If you are a kind of borrower looking for a short-term fixed mortgage interest rate that remains unchanged for a period of 6 months, then this is the rate for you! A 6-month fixed closed mortgage is the shortest term, least flexible rate offering a fixed payment schedule that doesn’t fluctuate.

During the 6-month time-period, the mortgage interest rate and monthly mortgage payments do not change. By "closed" it means that you will not be allowed prepayment of the mortgage amount, neither can you renegotiate the interest rate, or make any changes to the terms of the loan until the 6-month period is over.

How do 6-month fixed closed mortgages work in Canada?

At a time with the economic situation is volatile and the Bank of Canada decides to increase interest rates to curb rising inflation, a six-month fixed closed mortgage can provide peace of mind to the borrower by allowing them to fix a mortgage interest rate for 6-months term. It is a common choice for borrowers when there is uncertainty on interest rates in the market, especially when variable rates are high or expected to increase. By opting for a 6-month fixed closed rate, borrowers can get stability for a fixed time and shorter term, instead of locking a rate for a longer period.

A 6-month fixed closed mortgage allows borrowers to lock in a favorable interest rate for the immediate future, protecting them from potential rate hikes. This option can be especially attractive for borrowers who are planning to sell their property or refinance their mortgage in six-months time, as they can benefit from the stability of a fixed rate while maintaining flexibility for potential changes in their circumstances.

The six-month fixed closed rate is determined at the time of signing the mortgage agreement and remains unchanged for the entire duration of the six months.

However, at the end of six months, the borrower will have to renegotiate the mortgage terms with their lender.
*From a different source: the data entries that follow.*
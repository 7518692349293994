// SPDX-License-Identifier: LGPL-2.1-or-later
// Copyright (C) 2025 Shahzad A. Bhatti <bhatti@plexobject.com>
//
// This file is part of RowLease.
//
// RowLease is free software: you can redistribute it and/or modify
// it under the terms of the GNU Lesser General Public License as published by
// the Free Software Foundation, either version 2.1 of the License, or
// (at your option) any later version.
//
// RowLease is distributed in the hope that it will be useful,
// but WITHOUT ANY WARRANTY; without even the implied warranty of
// MERCHANTABILITY or FITNESS FOR A PARTICULAR PURPOSE. See the
// GNU Lesser General Public License for more details.
//
// You should have received a copy of the GNU Lesser General Public License
// along with RowLease. If not, see <https://www.gnu.org/licenses/>.

//! # RowLease Common
//!
//! Shared plumbing for the RowLease crates:
//! - [`aws_config`]: DynamoDB connection settings loaded from the environment
//! - [`tracing_setup`]: `tracing-subscriber` initialisation driven by `RUST_LOG`
//! - [`test_helpers`]: detection of local services for integration tests

pub mod aws_config;
pub mod test_helpers;
pub mod tracing_setup;

pub use aws_config::DynamoDBConfig;
pub use tracing_setup::{init_test_tracing, init_tracing};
This could lead to increased costs if interest rates have risen during that time. Additionally, if a borrower needs to break the mortgage before the end of the six-month term, they may face prepayment penalties.

In the end, the decision to choose a 6-month fixed closed mortgage is based on the borrower's financial situation, risk tolerance, and market conditions.

The best way to choose the right mortgage for you is by shopping around and consulting with a mortgage broker who can provide personalized professional advice to help determine if this option is the best fit for a borrower's needs.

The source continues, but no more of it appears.